描述
Run()函数中的函数AddTrajectory()源码继续解析
int Node::AddTrajectory(const TrajectoryOptions& options) {
const std::set<cartographer::mapping::TrajectoryBuilderInterface::SensorId>
expected_sensor_ids = ComputeExpectedSensorIds(options);
const int trajectory_id =
map_builder_bridge_.AddTrajectory(expected_sensor_ids, options);
AddExtrapolator(trajectory_id, options);
AddSensorSamplers(trajectory_id, options);
LaunchSubscribers(options, trajectory_id);
wall_timers_.push_back(node_handle_.createWallTimer(
::ros::WallDuration(kTopicMismatchCheckDelaySec),
&Node::MaybeWarnAboutTopicMismatch, this, /*oneshot=*/true));
for (const auto& sensor_id : expected_sensor_ids) {
subscribed_topics_.insert(sensor_id.id);
}
return trajectory_id;
}
核心语句包括以下几个步骤,展开来分析,今天这篇分析3、4、5、6
1.ComputeExpectedSensorIds 确定传感器topic【已分析】
2.AddTrajectory 增加轨迹 【已分析】
3.AddExtrapolator
4.AddSensorSamplers
5.LaunchSubscribers
6.createWallTimer
解析
1. AddExtrapolator
void Node::AddExtrapolator(const int trajectory_id,
const TrajectoryOptions& options) {
constexpr double kExtrapolationEstimationTimeSec = 0.001; // 1 ms
CHECK(extrapolators_.count(trajectory_id) == 0);
const double gravity_time_constant =
node_options_.map_builder_options.use_trajectory_builder_3d()
? options.trajectory_builder_options.trajectory_builder_3d_options()
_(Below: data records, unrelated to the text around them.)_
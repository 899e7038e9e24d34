//! External system integrations for hbackup.
//!
//! - [`storage`] - Storage abstraction the export pipeline depends on
//! - [`hbase`] - HBase implementation over the REST gateway
//!
//! # Design Pattern
//!
//! Adapters isolate the backing store behind the [`storage::StorageClient`]
//! and [`storage::RowCursor`] traits, so the pipeline can be exercised with
//! in-memory implementations.
//!
//! ```rust,no_run
//! use hbackup::adapters::hbase::HBaseRestClient;
//! use hbackup::adapters::storage::StorageClient;
//! use std::time::Duration;
//!
//! # async fn example() -> Result<(), Box<dyn std::error::Error>> {
//! let client = HBaseRestClient::with_base_url("http://hbase-rest:8080", Duration::from_secs(30), 1000)?;
//! client.test_connection().await?;
//! # Ok(())
//! # }
//! ```

pub mod hbase;
pub mod storage;
//! Domain error types
//!
//! This module defines the error hierarchy for hbackup. Every failure kind is
//! fatal for a run: nothing in the export path retries or recovers locally.
//! Third-party error types are converted to strings at the boundary.

use thiserror::Error;

/// Main hbackup error type
///
/// This is the primary error type used throughout the application.
#[derive(Debug, Error)]
pub enum BackupError {
    /// No configuration file could be located
    #[error("Configuration not found: {0}")]
    ConfigMissing(String),

    /// Configuration could not be read, parsed or validated
    #[error("Configuration error: {0}")]
    Configuration(String),

    /// Storage cluster errors (connection, scanner, response decoding)
    #[error("Storage error: {0}")]
    Storage(#[from] StorageError),

    /// A present column value could not be decoded under its declared type
    #[error("Decode error: {0}")]
    Decode(#[from] DecodeError),

    /// The output sink rejected a write
    #[error("Sink write error: {0}")]
    SinkWrite(String),

    /// I/O errors outside the sink (creating the output file, log directory)
    #[error("I/O error: {0}")]
    Io(String),
}

impl BackupError {
    /// Process exit status for this error
    ///
    /// Configuration problems exit with 2, storage failures with 4 and
    /// everything else with 5.
    pub fn exit_code(&self) -> i32 {
        match self {
            BackupError::ConfigMissing(_) | BackupError::Configuration(_) => 2,
            BackupError::Storage(_) => 4,
            BackupError::Decode(_) | BackupError::SinkWrite(_) | BackupError::Io(_) => 5,
        }
    }
}

/// Storage-specific errors
///
/// Errors that occur when talking to the HBase REST gateway.
/// These errors don't expose the HTTP client's types.
#[derive(Debug, Error)]
pub enum StorageError {
    /// Failed to reach the gateway
    #[error("Failed to connect to storage gateway: {0}")]
    ConnectionFailed(String),

    /// Table does not exist
    #[error("Table not found: {0}")]
    TableNotFound(String),

    /// Scanner could not be created
    #[error("Failed to open scanner: {0}")]
    ScannerFailed(String),

    /// Server error (5xx)
    #[error("Server error: {status} - {message}")]
    ServerError { status: u16, message: String },

    /// Client error (4xx)
    #[error("Client error: {status} - {message}")]
    ClientError { status: u16, message: String },

    /// Response body could not be interpreted
    #[error("Invalid response from gateway: {0}")]
    InvalidResponse(String),
}

/// Column decoding errors
///
/// Only present-but-malformed values produce these; absent values always
/// decode to the type's default text.
#[derive(Debug, Error, PartialEq, Eq)]
pub enum DecodeError {
    /// Raw value has the wrong width for a fixed-size numeric type
    #[error("column '{column}': expected {expected} bytes for {type_name}, got {actual}")]
    InvalidLength {
        column: String,
        type_name: &'static str,
        expected: usize,
        actual: usize,
    },

    /// Timestamp cannot be represented in the local time zone
    #[error("column '{column}': timestamp {value} is out of range")]
    TimestampOutOfRange { column: String, value: i64 },
}

// Conversion from std::io::Error
impl From<std::io::Error> for BackupError {
    fn from(err: std::io::Error) -> Self {
        BackupError::Io(err.to_string())
    }
}

// Conversion from csv errors raised while writing records
impl From<csv::Error> for BackupError {
    fn from(err: csv::Error) -> Self {
        BackupError::SinkWrite(err.to_string())
    }
}

// Conversion from serde_yaml parse errors
impl From<serde_yaml::Error> for BackupError {
    fn from(err: serde_yaml::Error) -> Self {
        BackupError::Configuration(format!("YAML parse error: {err}"))
    }
}

// Conversion from toml parse errors
impl From<toml::de::Error> for BackupError {
    fn from(err: toml::de::Error) -> Self {
        BackupError::Configuration(format!("TOML parse error: {err}"))
    }
}
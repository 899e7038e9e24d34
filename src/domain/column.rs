//! Column descriptions
//!
//! A [`ColumnSpec`] names a qualifier in the exported column family, the
//! semantic type its raw bytes are decoded with, and the label shown for it.

use serde::{Deserialize, Serialize};
use std::fmt;

/// Semantic type of a stored column value
///
/// Parsed case-insensitively from the configuration. Unknown type names are
/// kept as [`ColumnType::Unrecognized`] and decoded as text.
#[derive(Debug, Clone, PartialEq, Eq, Serialize, Deserialize)]
#[serde(from = "String", into = "String")]
pub enum ColumnType {
    /// UTF-8 text
    String,
    /// Big-endian signed 64-bit integer
    Long,
    /// Big-endian IEEE-754 single precision
    Float,
    /// Big-endian IEEE-754 double precision
    Double,
    /// Any other declared type name
    Unrecognized(String),
}

impl ColumnType {
    /// Type name as written in configuration
    pub fn as_str(&self) -> &str {
        match self {
            ColumnType::String => "string",
            ColumnType::Long => "long",
            ColumnType::Float => "float",
            ColumnType::Double => "double",
            ColumnType::Unrecognized(name) => name,
        }
    }

    /// Whether the type is one of the four known types
    pub fn is_recognized(&self) -> bool {
        !matches!(self, ColumnType::Unrecognized(_))
    }
}

impl From<String> for ColumnType {
    fn from(value: String) -> Self {
        match value.trim().to_lowercase().as_str() {
            "string" => ColumnType::String,
            "long" => ColumnType::Long,
            "float" => ColumnType::Float,
            "double" => ColumnType::Double,
            _ => ColumnType::Unrecognized(value),
        }
    }
}

impl From<ColumnType> for String {
    fn from(value: ColumnType) -> Self {
        value.as_str().to_string()
    }
}

impl fmt::Display for ColumnType {
    fn fmt(&self, f: &mut fmt::Formatter<'_>) -> fmt::Result {
        f.write_str(self.as_str())
    }
}

/// One exported column
#[derive(Debug, Clone, PartialEq, Eq)]
pub struct ColumnSpec {
    /// Column qualifier within the exported family
    pub name: String,

    /// Declared semantic type
    pub column_type: ColumnType,

    /// Human readable label
    pub display_label: String,
}

impl ColumnSpec {
    /// Create a column spec labelled with its own name
    pub fn new(name: impl Into<String>, column_type: ColumnType) -> Self {
        let name = name.into();
        Self {
            display_label: name.clone(),
            name,
            column_type,
        }
    }

    /// Set the display label
    pub fn with_label(mut self, label: impl Into<String>) -> Self {
        self.display_label = label.into();
        self
    }
}
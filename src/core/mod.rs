//! Core export logic for hbackup.
//!
//! # Modules
//!
//! - [`transform`] - Decoding raw cells and projecting rows onto columns
//! - [`export`] - Batched CSV writing and the export pipeline
//!
//! # Export Workflow
//!
//! 1. **Header**: Write the configured labels to the output file
//! 2. **Scan**: Open a cursor over the table, restricted to the time range
//! 3. **Project**: Decode each row into one record in column order
//! 4. **Write**: Buffer records and flush them in batches
//! 5. **Close**: Flush the remainder and release cursor and file
//!
//! # Example
//!
//! ```rust,no_run
//! use hbackup::adapters::hbase::HBaseRestClient;
//! use hbackup::config::load_config;
//! use hbackup::core::export::{CsvSink, ExportPipeline, ExportRequest};
//! use std::path::Path;
//! use std::sync::Arc;
//!
//! # async fn example() -> Result<(), Box<dyn std::error::Error>> {
//! let config = load_config("config.yml")?;
//! let client = HBaseRestClient::new(&config.connection, config.export.scanner_batch)?;
//!
//! let sink = CsvSink::create_backup(Path::new(&config.export.output_dir), &chrono::Local::now())?;
//! let summary = ExportPipeline::new(Arc::new(client))
//!     .run(&ExportRequest::from_config(&config), sink)
//!     .await?;
//!
//! println!("{} rows written to {}", summary.row_count, summary.output_path);
//! # Ok(())
//! # }
//! ```

pub mod export;
pub mod transform;
// hbackup - HBase time-window CSV backup tool
// Copyright (c) 2025 hbackup Contributors
// Licensed under the MIT License

use hbackup::cli::{Cli, Commands};
use hbackup::config::{load_config, locate_config, BackupConfig};
use hbackup::domain::Result;
use hbackup::logging::{bootstrap_subscriber, init_logging, LoggingGuard};
use clap::Parser;
use std::process;

#[tokio::main]
async fn main() {
    // Load environment variables from .env file if present
    let _ = dotenvy::dotenv();

    let cli = Cli::parse();

    // Config lookup logs before the configured subscriber can exist
    let bootstrap_level = cli.log_level.as_deref().unwrap_or("info");
    let loaded = tracing::subscriber::with_default(
        bootstrap_subscriber(bootstrap_level, std::io::stderr),
        || load(&cli),
    );

    let (config, config_path) = match loaded {
        Ok(loaded) => loaded,
        Err(e) => {
            eprintln!("Error: {e}");
            process::exit(e.exit_code());
        }
    };

    let guard = match start_logging(&cli, &config) {
        Ok(guard) => guard,
        Err(e) => {
            eprintln!("Failed to initialize logging: {e}");
            process::exit(e.exit_code());
        }
    };

    tracing::info!(
        version = env!("CARGO_PKG_VERSION"),
        config = %config_path,
        "hbackup - HBase to CSV backup"
    );
    for mismatch in config.label_mismatches() {
        tracing::warn!(%mismatch, "Header labels do not line up with exported columns");
    }

    let exit_code = match execute_command(&cli, config, &config_path).await {
        Ok(code) => code,
        Err(e) => {
            tracing::error!(error = %e, "Command execution failed");
            eprintln!("Error: {e}");
            5
        }
    };

    drop(guard);
    process::exit(exit_code);
}

fn load(cli: &Cli) -> Result<(BackupConfig, String)> {
    let path = locate_config(cli.config_file.as_deref())?;
    let config = load_config(&path)?;
    Ok((config, path.display().to_string()))
}

fn start_logging(cli: &Cli, config: &BackupConfig) -> Result<LoggingGuard> {
    let log_level = cli
        .log_level
        .as_deref()
        .unwrap_or(config.logging.log_level.as_str());
    init_logging(log_level, &config.logging)
}

async fn execute_command(cli: &Cli, config: BackupConfig, config_path: &str) -> anyhow::Result<i32> {
    match cli.command() {
        Commands::Export(args) => args.execute(config).await,
        Commands::ValidateConfig(args) => args.execute(&config, config_path).await,
    }
}
// hbackup - HBase time-window CSV backup tool
// Copyright (c) 2025 hbackup Contributors
// Licensed under the MIT License

//! # hbackup - HBase table to CSV backup
//!
//! hbackup exports every row of one HBase table whose cells fall inside a
//! timestamp window into a single CSV file, decoding raw cell bytes by the
//! column types declared in the configuration.
//!
//! ## Architecture
//!
//! - [`cli`] - Command-line interface and argument parsing
//! - [`core`] - Cell decoding, row projection and the export pipeline
//! - [`adapters`] - Storage seam and the HBase REST gateway client
//! - [`domain`] - Core domain types and errors
//! - [`config`] - Configuration loading and validation
//! - [`logging`] - Structured logging
//!
//! ## Quick Start
//!
//! ```rust,no_run
//! use hbackup::adapters::hbase::HBaseRestClient;
//! use hbackup::config::{load_config, locate_config};
//! use hbackup::core::export::{CsvSink, ExportPipeline, ExportRequest};
//! use std::path::Path;
//! use std::sync::Arc;
//!
//! #[tokio::main]
//! async fn main() -> Result<(), Box<dyn std::error::Error>> {
//!     let config = load_config(locate_config(None)?)?;
//!     let client = HBaseRestClient::new(&config.connection, config.export.scanner_batch)?;
//!
//!     let sink = CsvSink::create_backup(
//!         Path::new(&config.export.output_dir),
//!         &chrono::Local::now(),
//!     )?;
//!     let summary = ExportPipeline::new(Arc::new(client))
//!         .run(&ExportRequest::from_config(&config), sink)
//!         .await?;
//!
//!     println!("{} rows written to {}", summary.row_count, summary.output_path);
//!     Ok(())
//! }
//! ```
//!
//! ## Decoding
//!
//! Cells are decoded by declared type: `long` as a big-endian `i64`,
//! `float`/`double` as big-endian IEEE-754, `string` as UTF-8. Absent cells
//! yield `0`, `0.0` or an empty field. The `logged_at` column is rendered
//! as a local `yyyy-MM-dd HH:mm:ss` timestamp.
//!
//! ```rust
//! use hbackup::core::transform::ColumnCodec;
//! use hbackup::domain::{ColumnSpec, ColumnType};
//!
//! let codec = ColumnCodec::new();
//! let amount = ColumnSpec::new("amount", ColumnType::Double);
//! assert_eq!(codec.decode(&amount, Some(&3.5f64.to_be_bytes())).unwrap(), "3.5");
//! assert_eq!(codec.decode(&amount, None).unwrap(), "0.0");
//! ```
//!
//! ## Error Handling
//!
//! All fallible operations return [`domain::Result`]; every
//! [`domain::BackupError`] maps to a process exit code.

pub mod adapters;
pub mod cli;
pub mod config;
pub mod core;
pub mod domain;
pub mod logging;
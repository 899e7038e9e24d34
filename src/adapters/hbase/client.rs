//! HBase REST gateway client
//!
//! Scans go through the gateway's stateful scanner resource:
//!
//! 1. `PUT /{table}/scanner` with a [`ScannerModel`] creates a scanner and
//!    answers `201 Created` with its URL in `Location`
//! 2. `GET {location}` returns the next cell batch, or `204 No Content`
//!    once the scan is exhausted
//! 3. `DELETE {location}` releases the scanner
//!
//! A cell batch may end in the middle of a row, so [`HBaseScanner`] holds
//! the last row of each batch back until it has seen the next row key.

use super::models::{CellSetModel, ScannerModel};
use crate::adapters::storage::{RowCursor, StorageClient};
use crate::config::ConnectionSettings;
use crate::domain::{RawRow, Result, StorageError, TimeRange};
use async_trait::async_trait;
use reqwest::header::{ACCEPT, LOCATION};
use reqwest::{Client, ClientBuilder, Response, StatusCode};
use std::collections::VecDeque;
use std::time::Duration;

const JSON: &str = "application/json";

/// Client for an HBase REST gateway
#[derive(Debug, Clone)]
pub struct HBaseRestClient {
    http: Client,
    base_url: String,
    scanner_batch: usize,
}

impl HBaseRestClient {
    /// Create a client from connection settings
    ///
    /// # Errors
    ///
    /// Returns an error if the HTTP client cannot be built.
    pub fn new(settings: &ConnectionSettings, scanner_batch: usize) -> Result<Self> {
        Self::with_base_url(
            settings.base_url(),
            Duration::from_secs(settings.timeout_seconds),
            scanner_batch,
        )
    }

    /// Create a client for an explicit gateway URL
    pub fn with_base_url(
        base_url: impl Into<String>,
        timeout: Duration,
        scanner_batch: usize,
    ) -> Result<Self> {
        let http = ClientBuilder::new()
            .timeout(timeout)
            .connect_timeout(timeout)
            .build()
            .map_err(|e| StorageError::ConnectionFailed(format!("Failed to build HTTP client: {e}")))?;

        Ok(Self {
            http,
            base_url: base_url.into().trim_end_matches('/').to_string(),
            scanner_batch: scanner_batch.max(1),
        })
    }

    pub fn base_url(&self) -> &str {
        &self.base_url
    }

    fn absolute(&self, location: &str) -> String {
        if location.starts_with('/') {
            format!("{}{}", self.base_url, location)
        } else {
            location.to_string()
        }
    }
}

#[async_trait]
impl StorageClient for HBaseRestClient {
    async fn test_connection(&self) -> Result<()> {
        let url = format!("{}/version/cluster", self.base_url);
        tracing::debug!(url = %url, "Testing gateway connection");

        let resp = self
            .http
            .get(&url)
            .send()
            .await
            .map_err(|e| StorageError::ConnectionFailed(e.to_string()))?;

        if resp.status().is_success() {
            Ok(())
        } else {
            Err(status_error(resp).await.into())
        }
    }

    async fn open_cursor(
        &self,
        table: &str,
        family: &str,
        range: TimeRange,
    ) -> Result<Box<dyn RowCursor>> {
        let url = format!("{}/{}/scanner", self.base_url, table);
        let model = ScannerModel::new(family, range, self.scanner_batch);

        tracing::debug!(
            url = %url,
            family = %family,
            range = %range,
            "Creating scanner"
        );

        let resp = self
            .http
            .put(&url)
            .header(ACCEPT, JSON)
            .json(&model)
            .send()
            .await
            .map_err(|e| StorageError::ConnectionFailed(e.to_string()))?;

        match resp.status() {
            StatusCode::CREATED | StatusCode::OK => {}
            StatusCode::NOT_FOUND => {
                return Err(StorageError::TableNotFound(table.to_string()).into());
            }
            _ => return Err(status_error(resp).await.into()),
        }

        let location = resp
            .headers()
            .get(LOCATION)
            .and_then(|value| value.to_str().ok())
            .ok_or_else(|| {
                StorageError::ScannerFailed("Gateway did not return a scanner location".to_string())
            })?;
        let location = self.absolute(location);

        tracing::debug!(scanner = %location, "Scanner created");

        Ok(Box::new(HBaseScanner::new(self.http.clone(), location)))
    }
}

/// Cursor over one gateway scanner
#[derive(Debug)]
pub struct HBaseScanner {
    http: Client,
    location: String,
    pending: VecDeque<RawRow>,
    held: Option<RawRow>,
    exhausted: bool,
    closed: bool,
}

impl HBaseScanner {
    fn new(http: Client, location: String) -> Self {
        Self {
            http,
            location,
            pending: VecDeque::new(),
            held: None,
            exhausted: false,
            closed: false,
        }
    }

    async fn fetch_batch(&mut self) -> Result<()> {
        let resp = self
            .http
            .get(&self.location)
            .header(ACCEPT, JSON)
            .send()
            .await
            .map_err(|e| StorageError::ConnectionFailed(e.to_string()))?;

        match resp.status() {
            StatusCode::NO_CONTENT => {
                self.exhausted = true;
                Ok(())
            }
            StatusCode::OK => {
                let body = resp
                    .bytes()
                    .await
                    .map_err(|e| StorageError::ConnectionFailed(e.to_string()))?;
                let cell_set: CellSetModel = serde_json::from_slice(&body)
                    .map_err(|e| StorageError::InvalidResponse(e.to_string()))?;

                if cell_set.rows.is_empty() {
                    self.exhausted = true;
                }
                for row in cell_set.rows {
                    self.pending.push_back(row.into_raw_row()?);
                }
                Ok(())
            }
            StatusCode::NOT_FOUND => Err(StorageError::ScannerFailed(format!(
                "Scanner {} no longer exists",
                self.location
            ))
            .into()),
            _ => Err(status_error(resp).await.into()),
        }
    }
}

#[async_trait]
impl RowCursor for HBaseScanner {
    async fn next_row(&mut self) -> Result<Option<RawRow>> {
        loop {
            if self.pending.is_empty() && !self.exhausted {
                self.fetch_batch().await?;
            }

            let Some(row) = self.pending.pop_front() else {
                return Ok(self.held.take());
            };

            match self.held.take() {
                Some(mut held) if held.key() == row.key() => {
                    held.merge(row);
                    self.held = Some(held);
                }
                Some(held) => {
                    self.held = Some(row);
                    return Ok(Some(held));
                }
                None => self.held = Some(row),
            }
        }
    }

    async fn close(&mut self) -> Result<()> {
        if self.closed {
            return Ok(());
        }
        self.closed = true;

        let resp = self
            .http
            .delete(&self.location)
            .send()
            .await
            .map_err(|e| StorageError::ConnectionFailed(e.to_string()))?;

        if resp.status().is_success() || resp.status() == StatusCode::NOT_FOUND {
            tracing::debug!(scanner = %self.location, "Scanner released");
            Ok(())
        } else {
            Err(status_error(resp).await.into())
        }
    }
}

async fn status_error(resp: Response) -> StorageError {
    let status = resp.status();
    let message = resp.text().await.unwrap_or_default();
    if status.is_server_error() {
        StorageError::ServerError {
            status: status.as_u16(),
            message,
        }
    } else {
        StorageError::ClientError {
            status: status.as_u16(),
            message,
        }
    }
}
//! Flush accounting at and around batch boundaries

mod common;

use common::{config_yaml, MemoryStore};
use hbackup::config::BackupConfig;
use hbackup::core::export::{BatchedWriter, CsvSink, ExportPipeline, ExportRequest, FlushEvent, DEFAULT_BATCH_SIZE};
use hbackup::domain::Record;
use std::sync::{Arc, Mutex};
use test_case::test_case;

fn run_writer(records: usize, batch_size: usize) -> Vec<FlushEvent> {
    let events = Arc::new(Mutex::new(Vec::new()));
    let observed = Arc::clone(&events);

    let mut writer = BatchedWriter::open(CsvSink::new("null", std::io::sink()), &["n".to_string()], batch_size)
        .unwrap()
        .with_progress(move |event: &FlushEvent| observed.lock().unwrap().push(*event));
    for i in 0..records {
        writer.append(Record::from(vec![i.to_string()])).unwrap();
    }
    let stats = writer.close().unwrap();
    assert_eq!(stats.rows_written, records as u64);

    let events = events.lock().unwrap().clone();
    events
}

#[test_case(0 ; "no records")]
#[test_case(1 ; "one batch")]
#[test_case(3 ; "three batches")]
fn test_exact_multiples_end_with_empty_final_flush(k: usize) {
    let events = run_writer(DEFAULT_BATCH_SIZE * k, DEFAULT_BATCH_SIZE);

    assert_eq!(events.len(), k + 1);
    assert!(events[..k].iter().all(|e| e.records == DEFAULT_BATCH_SIZE && !e.is_final));
    let last = events[k];
    assert!(last.is_final);
    assert_eq!(last.records, 0);
    assert_eq!(last.total_rows, (DEFAULT_BATCH_SIZE * k) as u64);
}

#[test_case(0, 1 ; "single record")]
#[test_case(1, 1 ; "one over")]
#[test_case(2, 4999 ; "one short")]
fn test_remainder_goes_to_final_flush(k: usize, r: usize) {
    let events = run_writer(DEFAULT_BATCH_SIZE * k + r, DEFAULT_BATCH_SIZE);

    assert_eq!(events.len(), k + 1);
    assert_eq!(events[k].records, r);
    assert!(events[k].is_final);
}

#[test]
fn test_cumulative_totals_increase_per_flush() {
    let events = run_writer(25, 10);
    let totals: Vec<u64> = events.iter().map(|e| e.total_rows).collect();
    assert_eq!(totals, vec![10, 20, 25]);
}

#[tokio::test]
async fn test_pipeline_reports_flush_count() {
    let mut store = MemoryStore::new();
    for i in 0..7 {
        store = store.put("events", &format!("r{i:02}"), ("DF", "id"), 150, format!("v{i}"));
    }
    let config: BackupConfig =
        serde_yaml::from_str(&config_yaml(100, 200, "  id: string", "  id: ID", 3)).unwrap();

    let mut out = Vec::new();
    let summary = ExportPipeline::new(Arc::new(store))
        .run(&ExportRequest::from_config(&config), CsvSink::new("memory", &mut out))
        .await
        .unwrap();

    assert_eq!(summary.row_count, 7);
    assert_eq!(summary.batches_flushed, 3);
    let csv = String::from_utf8(out).unwrap();
    assert_eq!(csv.lines().count(), 8);
    assert_eq!(csv.lines().nth(1), Some("v0"));
    assert_eq!(csv.lines().last(), Some("v6"));
}

#[test_case(12 ; "ends on a boundary")]
#[test_case(13 ; "one past a boundary")]
#[test_case(15 ; "one short of a boundary")]
#[tokio::test]
async fn test_rows_keep_scan_order_across_batches(rows: usize) {
    let mut store = MemoryStore::new();
    // Inserted out of key order; the scan returns them sorted.
    for i in (0..rows).rev() {
        store = store.put("events", &format!("r{i:03}"), ("DF", "n"), 150, i.to_string());
    }
    let config: BackupConfig =
        serde_yaml::from_str(&config_yaml(100, 200, "  n: string", "  n: N", 4)).unwrap();

    let mut out = Vec::new();
    let summary = ExportPipeline::new(Arc::new(store))
        .run(&ExportRequest::from_config(&config), CsvSink::new("memory", &mut out))
        .await
        .unwrap();

    assert_eq!(summary.row_count, rows as u64);
    assert!(summary.batches_flushed >= 4);
    let csv = String::from_utf8(out).unwrap();
    let written: Vec<String> = csv.lines().skip(1).map(str::to_string).collect();
    let expected: Vec<String> = (0..rows).map(|i| i.to_string()).collect();
    assert_eq!(written, expected);
}
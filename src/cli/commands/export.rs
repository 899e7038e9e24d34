//! Export command implementation
//!
//! Backs up the configured table and time range into a timestamped CSV file.

use crate::adapters::hbase::HBaseRestClient;
use crate::config::BackupConfig;
use crate::core::export::{CsvSink, ExportPipeline, ExportRequest};
use crate::domain::Result;
use crate::{log_backup_complete, log_backup_start};
use chrono::Local;
use clap::Args;
use std::path::Path;
use std::sync::Arc;

/// Arguments for the export command
#[derive(Args, Debug, Clone, Default)]
pub struct ExportArgs {
    /// Override the output directory
    #[arg(long)]
    pub output_dir: Option<String>,

    /// Override the number of records per flush
    #[arg(long)]
    pub batch_size: Option<usize>,
}

impl ExportArgs {
    /// Execute the export command, returning the process exit code
    pub async fn execute(&self, mut config: BackupConfig) -> anyhow::Result<i32> {
        self.apply_overrides(&mut config);
        if let Err(e) = config.validate() {
            eprintln!("Invalid configuration: {e}");
            return Ok(2);
        }

        match run_backup(&config).await {
            Ok((rows, output)) => {
                println!("Backup completed: {rows} rows written to {output}");
                Ok(0)
            }
            Err(e) => {
                tracing::error!(error = %e, "Backup failed");
                eprintln!("Backup failed: {e}");
                Ok(e.exit_code())
            }
        }
    }

    fn apply_overrides(&self, config: &mut BackupConfig) {
        if let Some(ref output_dir) = self.output_dir {
            config.export.output_dir = output_dir.clone();
        }
        if let Some(batch_size) = self.batch_size {
            config.export.batch_size = batch_size;
        }
    }
}

async fn run_backup(config: &BackupConfig) -> Result<(u64, String)> {
    let request = ExportRequest::from_config(config);
    log_backup_start!(request.table_name, request.time_range);

    let client = HBaseRestClient::new(&config.connection, config.export.scanner_batch)?;
    let sink = CsvSink::create_backup(Path::new(&config.export.output_dir), &Local::now())?;

    let summary = ExportPipeline::new(Arc::new(client)).run(&request, sink).await?;
    summary.log_summary();
    log_backup_complete!(summary.row_count, summary.output_path, summary.duration);

    Ok((summary.row_count, summary.output_path))
}

#[cfg(test)]
mod tests {
    use super::*;

    fn sample_config() -> BackupConfig {
        serde_yaml::from_str(
            r#"
connection-settings:
  host: localhost
  port: 8080
  backup-table-name: events
  start-ts: 0
  end-ts: 100
column_type_map:
  id: string
"#,
        )
        .unwrap()
    }

    #[test]
    fn test_overrides_applied() {
        let mut config = sample_config();
        let args = ExportArgs {
            output_dir: Some("/tmp/backups".to_string()),
            batch_size: Some(7),
        };
        args.apply_overrides(&mut config);
        assert_eq!(config.export.output_dir, "/tmp/backups");
        assert_eq!(config.export.batch_size, 7);
    }

    #[test]
    fn test_no_overrides_keeps_config() {
        let mut config = sample_config();
        let before = config.export.batch_size;
        ExportArgs::default().apply_overrides(&mut config);
        assert_eq!(config.export.batch_size, before);
    }
}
.imu_gravity_time_constant()
: options.trajectory_builder_options.trajectory_builder_2d_options()
.imu_gravity_time_constant();
extrapolators_.emplace(
std::piecewise_construct, std::forward_as_tuple(trajectory_id),
std::forward_as_tuple(
::cartographer::common::FromSeconds(kExtrapolationEstimationTimeSec),
gravity_time_constant));
}
1.
constexpr double kExtrapolationEstimationTimeSec = 0.001; // 1 ms
没什么可说的,定义了一个double型变量,从名字上来看,叫做“ 推断估计时间(秒)”
extrapolators_声明在了node.h中
std::map<int, ::cartographer::mapping::PoseExtrapolator> extrapolators_;
PoseExtrapolator声明在pose_extrapolator.h中
CHECK(extrapolators_.count(trajectory_id) == 0);
显然,这句话的意思就是在找map中,是否有trajectory_id的PoseExtrapolator
3.
const double gravity_time_constant =
node_options_.map_builder_options.use_trajectory_builder_3d()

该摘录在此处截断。